During the Winnicott's early years of marriage prior to World War II, Alice supported Winnicott in his work, whilst continuing her own career as a painter, sculptor and potter. They also had shared interests and friendships with notable people of the period, including Helen and Jim (H.S.) Ede, an Assistant Keeper at the Tate Gallery in the early 1930s. Letters show the affection between Alice and Donald and they retained a correspondence after their divorce.[6]

In the mid-1930s she bought the existing Upchurch Pottery in Rainham, Kent, and there she manufactured her Claverdon tableware.[7] named after her birthplace and sold in Heal's, on the Tottenham Court Road, London.[3]
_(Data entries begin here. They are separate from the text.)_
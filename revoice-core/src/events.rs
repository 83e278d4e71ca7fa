//! Broadcast event payloads emitted by the engine.
//!
//! Serialized with camelCase field names for any JSON consumer (CLI
//! status output, future IPC surfaces). Broadcast channels drop the
//! oldest events for slow receivers rather than blocking the sender.

use serde::{Deserialize, Serialize};

/// Capacity of every broadcast channel the engine creates.
pub const EVENT_CHANNEL_CAPACITY: usize = 64;

/// Lifecycle state of the conversion stream.
#[derive(Debug, Clone, Copy, PartialEq, Eq, Serialize, Deserialize)]
#[serde(rename_all = "camelCase")]
pub enum StreamStatus {
    Idle,
    Starting,
    Running,
    Stopping,
    Error,
}

#[derive(Debug, Clone, PartialEq, Serialize, Deserialize)]
#[serde(rename_all = "camelCase")]
pub struct StreamStatusEvent {
    pub status: StreamStatus,
    #[serde(skip_serializing_if = "Option::is_none")]
    pub detail: Option<String>,
}

/// Per-block activity report, one per processed device block.
#[derive(Debug, Clone, Copy, PartialEq, Serialize, Deserialize)]
#[serde(rename_all = "camelCase")]
pub struct ActivityEvent {
    pub seq: u64,
    /// Input RMS at the device rate, before any processing.
    pub rms: f32,
    /// Whether the voice-activity gate passed this block to the model.
    pub is_speech: bool,
}
//! `RevoiceEngine` — top-level lifecycle controller.
//!
//! ## Lifecycle
//!
//! ```text
//! RevoiceEngine::new()
//!     └─► load_resources()   → models loaded, session ready
//!         └─► start()        → duplex audio open, scheduler spawned, status = Running
//!             └─► stop()     → running=false, streams dropped, status = Idle
//! ```
//!
//! `start()`/`stop()` in the wrong state return an error rather than
//! panicking. `load_resources()` may also be called while running: the
//! scheduler picks up the new session snapshot on its next block.
//!
//! ## Threading
//!
//! `cpal::Stream` is `!Send` on Windows/macOS (COM / CoreAudio thread
//! affinity). The duplex pair is therefore opened *inside* the
//! `spawn_blocking` closure so it never crosses a thread boundary. A
//! sync oneshot channel propagates open-device errors back to the
//! `start()` caller.

pub mod dsp;
pub mod processor;
pub mod scheduler;

use std::path::Path;
use std::sync::{
    atomic::{AtomicBool, AtomicU64, Ordering},
    Arc,
};

use parking_lot::Mutex;
use tokio::sync::broadcast;
use tracing::info;

use crate::{
    audio::DuplexAudio,
    buffering::create_audio_ring,
    config::{ConversionSettings, StreamConfig},
    error::{Result, RevoiceError},
    events::{ActivityEvent, StreamStatus, StreamStatusEvent, EVENT_CHANNEL_CAPACITY},
    session::{backend::ConversionBackend, ResourceSession},
    vad::{energy::EnergyVad, VoiceActivityDetector},
};

/// The top-level engine handle.
///
/// `RevoiceEngine` is `Send + Sync` — all fields use interior
/// mutability. Wrap in `Arc<RevoiceEngine>` to share between command
/// surfaces and event-forwarding async tasks.
pub struct RevoiceEngine {
    stream: StreamConfig,
    settings: Mutex<ConversionSettings>,
    session: Arc<Mutex<ResourceSession>>,
    /// `true` while the duplex streams and the scheduler are active.
    running: Arc<AtomicBool>,
    status: Arc<Mutex<StreamStatus>>,
    status_tx: broadcast::Sender<StreamStatusEvent>,
    activity_tx: broadcast::Sender<ActivityEvent>,
    seq: Arc<AtomicU64>,
    diagnostics: Arc<scheduler::SchedulerDiagnostics>,
}

impl RevoiceEngine {
    /// Create a new engine. Does not open audio — call `load_resources()`
    /// then `start()`.
    pub fn new(stream: StreamConfig, backend: Arc<dyn ConversionBackend>) -> Self {
        let (status_tx, _) = broadcast::channel(EVENT_CHANNEL_CAPACITY);
        let (activity_tx, _) = broadcast::channel(EVENT_CHANNEL_CAPACITY);

        Self {
            stream,
            settings: Mutex::new(ConversionSettings::default()),
            session: Arc::new(Mutex::new(ResourceSession::new(backend))),
            running: Arc::new(AtomicBool::new(false)),
            status: Arc::new(Mutex::new(StreamStatus::Idle)),
            status_tx,
            activity_tx,
            seq: Arc::new(AtomicU64::new(0)),
            diagnostics: Arc::new(scheduler::SchedulerDiagnostics::default()),
        }
    }

    /// Load (or hot-swap) the model bundle. Safe while running: the
    /// scheduler reads the session through `try_lock` and at worst emits
    /// silence for the blocks that land mid-swap.
    pub fn load_resources(
        &self,
        model_path: &Path,
        index_path: Option<&Path>,
        speaker_id: u32,
        embedder_name: &str,
    ) -> Result<()> {
        self.session
            .lock()
            .load_all(model_path, index_path, speaker_id, embedder_name)
    }

    /// Replace the conversion settings.
    ///
    /// # Errors
    /// `RevoiceError::AlreadyRunning` while the stream is active; the
    /// scheduler captured its settings at `start()`.
    pub fn update_settings(&self, settings: ConversionSettings) -> Result<()> {
        if self.running.load(Ordering::SeqCst) {
            return Err(RevoiceError::AlreadyRunning);
        }
        *self.settings.lock() = settings.clamped();
        Ok(())
    }

    pub fn settings(&self) -> ConversionSettings {
        self.settings.lock().clone()
    }

    /// Open the duplex audio pair and spawn the scheduler.
    ///
    /// Blocks until both devices are confirmed open (or failed), then
    /// returns; the scheduler keeps running on a background blocking
    /// thread.
    ///
    /// # Errors
    /// - `RevoiceError::AlreadyRunning` if already started.
    /// - `RevoiceError::AudioDevice` / `AudioStream` on device errors.
    pub fn start(&self) -> Result<()> {
        if self.running.load(Ordering::SeqCst) {
            return Err(RevoiceError::AlreadyRunning);
        }

        self.running.store(true, Ordering::SeqCst);
        self.set_status(StreamStatus::Starting, None);

        // capture: device callback → scheduler; playback: scheduler → device.
        let (capture_tx, capture_rx) = create_audio_ring();
        let (playback_tx, playback_rx) = create_audio_ring();

        let stream = self.stream.clone();
        let settings = self.settings.lock().clone();
        let session = Arc::clone(&self.session);
        let running = Arc::clone(&self.running);
        let status_tx = self.status_tx.clone();
        let activity_tx = self.activity_tx.clone();
        let seq = Arc::clone(&self.seq);
        let diagnostics = Arc::clone(&self.diagnostics);

        // Sync oneshot: the scheduler thread signals open success/failure
        // back to start().
        let (open_tx, open_rx) = std::sync::mpsc::channel::<Result<()>>();

        tokio::task::spawn_blocking(move || {
            let audio = match DuplexAudio::open(&stream, capture_tx, playback_rx, Arc::clone(&running))
            {
                Ok(a) => {
                    let _ = open_tx.send(Ok(()));
                    a
                }
                Err(e) => {
                    let _ = open_tx.send(Err(e));
                    running.store(false, Ordering::SeqCst);
                    return;
                }
            };

            let vad: Box<dyn VoiceActivityDetector> =
                Box::new(EnergyVad::from_sensitivity(settings.vad_sensitivity));

            scheduler::run(scheduler::SchedulerContext {
                stream,
                settings,
                session,
                vad,
                consumer: capture_rx,
                producer: playback_tx,
                running,
                status_tx,
                activity_tx,
                seq,
                diagnostics,
            });

            // Streams drop here, releasing both devices on this thread.
            drop(audio);
        });

        match open_rx.recv() {
            Ok(Ok(())) => {
                self.set_status(StreamStatus::Running, None);
                info!("engine started — converting");
                Ok(())
            }
            Ok(Err(e)) => {
                self.running.store(false, Ordering::SeqCst);
                self.set_status(StreamStatus::Error, Some(e.to_string()));
                Err(e)
            }
            Err(_) => {
                // Channel closed before a message was sent — the blocking
                // task died before opening the devices.
                self.running.store(false, Ordering::SeqCst);
                self.set_status(StreamStatus::Error, Some("scheduler failed to start".into()));
                Err(RevoiceError::Other(anyhow::anyhow!(
                    "scheduler task died unexpectedly"
                )))
            }
        }
    }

    /// Stop the stream and release the audio devices.
    ///
    /// # Errors
    /// `RevoiceError::NotRunning` if not currently running.
    pub fn stop(&self) -> Result<()> {
        if !self.running.load(Ordering::SeqCst) {
            return Err(RevoiceError::NotRunning);
        }

        self.set_status(StreamStatus::Stopping, None);
        self.running.store(false, Ordering::SeqCst);
        self.set_status(StreamStatus::Idle, None);
        info!("engine stop requested");
        Ok(())
    }

    /// Current stream status (snapshot).
    pub fn status(&self) -> StreamStatus {
        *self.status.lock()
    }

    /// True once a complete model bundle has been loaded.
    pub fn is_ready(&self) -> bool {
        self.session.lock().is_ready()
    }

    /// Subscribe to status change events.
    pub fn subscribe_status(&self) -> broadcast::Receiver<StreamStatusEvent> {
        self.status_tx.subscribe()
    }

    /// Subscribe to per-block activity events (RMS + gate decisions).
    pub fn subscribe_activity(&self) -> broadcast::Receiver<ActivityEvent> {
        self.activity_tx.subscribe()
    }

    /// Snapshot of scheduler counters for observability.
    pub fn diagnostics_snapshot(&self) -> scheduler::DiagnosticsSnapshot {
        self.diagnostics.snapshot()
    }

    fn set_status(&self, new_status: StreamStatus, detail: Option<String>) {
        *self.status.lock() = new_status;
        let _ = self.status_tx.send(StreamStatusEvent {
            status: new_status,
            detail,
        });
    }
}
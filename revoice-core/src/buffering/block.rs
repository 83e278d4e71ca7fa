//! Typed audio block passed between the pipeline stages.

/// A contiguous block of mono PCM samples at a known sample rate.
///
/// Immutable once produced: each pipeline stage consumes one block and
/// produces a new one. At the device boundary the length equals the
/// configured block size; internally the length varies after padding,
/// trimming and resampling.
#[derive(Debug, Clone)]
pub struct AudioBlock {
    /// Mono f32 samples in [-1.0, 1.0].
    pub samples: Vec<f32>,
    /// Sample rate in Hz (e.g. 16000, 44100, 48000).
    pub sample_rate: u32,
}

impl AudioBlock {
    pub fn new(samples: Vec<f32>, sample_rate: u32) -> Self {
        Self {
            samples,
            sample_rate,
        }
    }

    /// An all-zero block of `len` samples.
    pub fn silence(len: usize, sample_rate: u32) -> Self {
        Self::new(vec![0.0; len], sample_rate)
    }

    /// Returns the duration of this block in seconds.
    pub fn duration_secs(&self) -> f64 {
        self.samples.len() as f64 / self.sample_rate as f64
    }

    /// Returns true if the block contains no samples.
    pub fn is_empty(&self) -> bool {
        self.samples.is_empty()
    }

    /// Peak absolute sample value.
    pub fn peak(&self) -> f32 {
        self.samples.iter().fold(0.0f32, |m, s| m.max(s.abs()))
    }

    /// Root-mean-square level of the block.
    pub fn rms(&self) -> f32 {
        if self.samples.is_empty() {
            return 0.0;
        }
        let sum_sq: f32 = self.samples.iter().map(|s| s * s).sum();
        (sum_sq / self.samples.len() as f32).sqrt()
    }
}
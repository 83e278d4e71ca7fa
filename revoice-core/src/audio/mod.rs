//! Duplex audio via the cpal backend.
//!
//! # Design constraints
//!
//! Both cpal callbacks run on OS audio threads at elevated priority
//! (TIME_CRITICAL on Windows). They **must not**:
//! - Allocate heap memory
//! - Block on a mutex or condvar
//! - Perform I/O
//!
//! The callbacks therefore touch only SPSC ring buffers: the input
//! callback pushes downmixed mono frames to the capture ring, the
//! output callback pops converted frames from the playback ring and
//! zero-fills whatever the scheduler has not produced yet. An underrun
//! audibly drops out but never blocks the device.
//!
//! # Threading note
//!
//! `cpal::Stream` is `!Send` on most platforms (COM on Windows,
//! CoreAudio on macOS). `DuplexAudio` must be created and dropped on
//! the same thread; the engine does both inside `spawn_blocking`.

pub mod device;
pub mod resample;

#[cfg(feature = "audio-cpal")]
use cpal::{
    traits::{DeviceTrait, HostTrait, StreamTrait},
    SampleFormat, SampleRate,
};

#[cfg(feature = "audio-cpal")]
use crate::buffering::{Consumer, Producer};
use crate::{
    buffering::{AudioConsumer, AudioProducer},
    config::StreamConfig,
    error::{Result, RevoiceError},
};
use std::sync::{
    atomic::{AtomicBool, Ordering},
    Arc,
};
#[cfg(feature = "audio-cpal")]
use tracing::{error, info, warn};

/// Handle to an active capture + playback stream pair.
///
/// **Not `Send`** — both streams are bound to their creation thread on
/// Windows/macOS.
pub struct DuplexAudio {
    /// Kept alive so the streams are not dropped prematurely.
    #[cfg(feature = "audio-cpal")]
    _input: cpal::Stream,
    #[cfg(feature = "audio-cpal")]
    _output: cpal::Stream,
    running: Arc<AtomicBool>,
    /// Sample rate both streams actually run at (Hz).
    pub sample_rate: u32,
}

#[cfg(feature = "audio-cpal")]
impl DuplexAudio {
    /// Open the input and output devices named in `config` (default
    /// devices when unnamed) at `config.sample_rate` and start both
    /// streams.
    ///
    /// Must be called from the thread that will also drop this value.
    ///
    /// # Errors
    /// `RevoiceError::DeviceNotFound` when no usable device exists,
    /// `RevoiceError::AudioStream` when cpal rejects the configuration.
    pub fn open(
        config: &StreamConfig,
        capture: AudioProducer,
        playback: AudioConsumer,
        running: Arc<AtomicBool>,
    ) -> Result<Self> {
        let host = cpal::default_host();

        let input = resolve_device(
            host.input_devices()
                .map_err(|e| RevoiceError::AudioDevice(e.to_string()))?,
            host.default_input_device(),
            config.input_device.as_deref(),
            "input",
        )?;
        let output = resolve_device(
            host.output_devices()
                .map_err(|e| RevoiceError::AudioDevice(e.to_string()))?,
            host.default_output_device(),
            config.output_device.as_deref(),
            "output",
        )?;

        let sample_rate = config.sample_rate;
        let _input = open_input(&input, sample_rate, capture, Arc::clone(&running))?;
        let _output = open_output(&output, sample_rate, playback, Arc::clone(&running))?;

        info!(
            input = input.name().unwrap_or_default().as_str(),
            output = output.name().unwrap_or_default().as_str(),
            sample_rate,
            "duplex audio running"
        );

        Ok(Self {
            _input,
            _output,
            running,
            sample_rate,
        })
    }

    /// Stop: signal both callbacks to no-op on their next invocation.
    pub fn stop(&self) {
        self.running.store(false, Ordering::Release);
    }
}

#[cfg(feature = "audio-cpal")]
fn resolve_device(
    mut devices: impl Iterator<Item = cpal::Device>,
    default: Option<cpal::Device>,
    preferred_name: Option<&str>,
    direction: &str,
) -> Result<cpal::Device> {
    if let Some(name) = preferred_name {
        if let Some(found) = devices.find(|d| d.name().map(|n| n == name).unwrap_or(false)) {
            return Ok(found);
        }
        warn!("preferred {direction} device '{name}' not found, falling back to default");
    }
    default.ok_or_else(|| RevoiceError::DeviceNotFound(format!("no default {direction} device")))
}

#[cfg(feature = "audio-cpal")]
fn open_input(
    device: &cpal::Device,
    sample_rate: u32,
    mut producer: AudioProducer,
    running: Arc<AtomicBool>,
) -> Result<cpal::Stream> {
    let supported = device
        .default_input_config()
        .map_err(|e| RevoiceError::AudioDevice(e.to_string()))?;
    let channels = supported.channels();
    let config = cpal::StreamConfig {
        channels,
        sample_rate: SampleRate(sample_rate),
        buffer_size: cpal::BufferSize::Default,
    };

    info!(channels, format = ?supported.sample_format(), "input config selected");

    let stream = match supported.sample_format() {
        SampleFormat::F32 => {
            let ch = channels as usize;
            let mut mix_buf: Vec<f32> = Vec::new();
            device.build_input_stream(
                &config,
                move |data: &[f32], _info| {
                    if !running.load(Ordering::Relaxed) {
                        return;
                    }
                    if ch == 1 {
                        let written = producer.push_slice(data);
                        if written < data.len() {
                            warn!("capture ring full: dropped {} frames", data.len() - written);
                        }
                        return;
                    }
                    let frames = data.len() / ch;
                    mix_buf.resize(frames, 0.0);
                    for f in 0..frames {
                        let base = f * ch;
                        let sum: f32 = data[base..base + ch].iter().sum();
                        mix_buf[f] = sum / ch as f32;
                    }
                    let written = producer.push_slice(&mix_buf);
                    if written < mix_buf.len() {
                        warn!("capture ring full: dropped {} frames", mix_buf.len() - written);
                    }
                },
                |err| error!("input stream error: {err}"),
                None,
            )
        }

        SampleFormat::I16 => {
            let ch = channels as usize;
            let mut mix_buf: Vec<f32> = Vec::new();
            device.build_input_stream(
                &config,
                move |data: &[i16], _info| {
                    if !running.load(Ordering::Relaxed) {
                        return;
                    }
                    let frames = data.len() / ch;
                    mix_buf.resize(frames, 0.0);
                    for f in 0..frames {
                        let base = f * ch;
                        let mut sum = 0f32;
                        for c in 0..ch {
                            sum += data[base + c] as f32 / 32768.0;
                        }
                        mix_buf[f] = sum / ch as f32;
                    }
                    let written = producer.push_slice(&mix_buf);
                    if written < mix_buf.len() {
                        warn!("capture ring full: dropped {} frames", mix_buf.len() - written);
                    }
                },
                |err| error!("input stream error: {err}"),
                None,
            )
        }

        fmt => {
            return Err(RevoiceError::AudioStream(format!(
                "unsupported input sample format: {fmt:?}"
            )))
        }
    }
    .map_err(|e| RevoiceError::AudioStream(e.to_string()))?;

    stream
        .play()
        .map_err(|e| RevoiceError::AudioStream(e.to_string()))?;
    Ok(stream)
}

#[cfg(feature = "audio-cpal")]
fn open_output(
    device: &cpal::Device,
    sample_rate: u32,
    mut consumer: AudioConsumer,
    running: Arc<AtomicBool>,
) -> Result<cpal::Stream> {
    let supported = device
        .default_output_config()
        .map_err(|e| RevoiceError::AudioDevice(e.to_string()))?;
    let channels = supported.channels();
    let config = cpal::StreamConfig {
        channels,
        sample_rate: SampleRate(sample_rate),
        buffer_size: cpal::BufferSize::Default,
    };

    info!(channels, format = ?supported.sample_format(), "output config selected");

    let stream = match supported.sample_format() {
        SampleFormat::F32 => {
            let ch = channels as usize;
            let mut mono_buf: Vec<f32> = Vec::new();
            device.build_output_stream(
                &config,
                move |data: &mut [f32], _info| {
                    let frames = data.len() / ch;
                    mono_buf.resize(frames, 0.0);
                    let got = if running.load(Ordering::Relaxed) {
                        consumer.pop_slice(&mut mono_buf)
                    } else {
                        0
                    };
                    // Underrun: the tail stays silent rather than stale.
                    mono_buf[got..].fill(0.0);
                    for f in 0..frames {
                        let base = f * ch;
                        data[base..base + ch].fill(mono_buf[f]);
                    }
                },
                |err| error!("output stream error: {err}"),
                None,
            )
        }

        SampleFormat::I16 => {
            let ch = channels as usize;
            let mut mono_buf: Vec<f32> = Vec::new();
            device.build_output_stream(
                &config,
                move |data: &mut [i16], _info| {
                    let frames = data.len() / ch;
                    mono_buf.resize(frames, 0.0);
                    let got = if running.load(Ordering::Relaxed) {
                        consumer.pop_slice(&mut mono_buf)
                    } else {
                        0
                    };
                    mono_buf[got..].fill(0.0);
                    for f in 0..frames {
                        let sample = (mono_buf[f].clamp(-1.0, 1.0) * 32767.0) as i16;
                        let base = f * ch;
                        data[base..base + ch].fill(sample);
                    }
                },
                |err| error!("output stream error: {err}"),
                None,
            )
        }

        fmt => {
            return Err(RevoiceError::AudioStream(format!(
                "unsupported output sample format: {fmt:?}"
            )))
        }
    }
    .map_err(|e| RevoiceError::AudioStream(e.to_string()))?;

    stream
        .play()
        .map_err(|e| RevoiceError::AudioStream(e.to_string()))?;
    Ok(stream)
}

/// Stub when the `audio-cpal` feature is disabled.
#[cfg(not(feature = "audio-cpal"))]
impl DuplexAudio {
    pub fn open(
        config: &StreamConfig,
        _capture: AudioProducer,
        _playback: AudioConsumer,
        _running: Arc<AtomicBool>,
    ) -> Result<Self> {
        let _ = config;
        Err(RevoiceError::AudioStream(
            "compiled without audio-cpal feature".into(),
        ))
    }

    pub fn stop(&self) {
        self.running.store(false, Ordering::Release);
    }
}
Her work was exhibited at the Royal Academy and at the Royal Cambridge Academy and in 1939 she showed her work in the South West Art Society 50th Anniversary Exhibition. Her bronze sculpture of T. E. Lawrence is in the National Library of Wales.[7]

The couple were divorced in 1949 and two years later Donald Winnicott married Clare Britton on 28 December 1951.[7]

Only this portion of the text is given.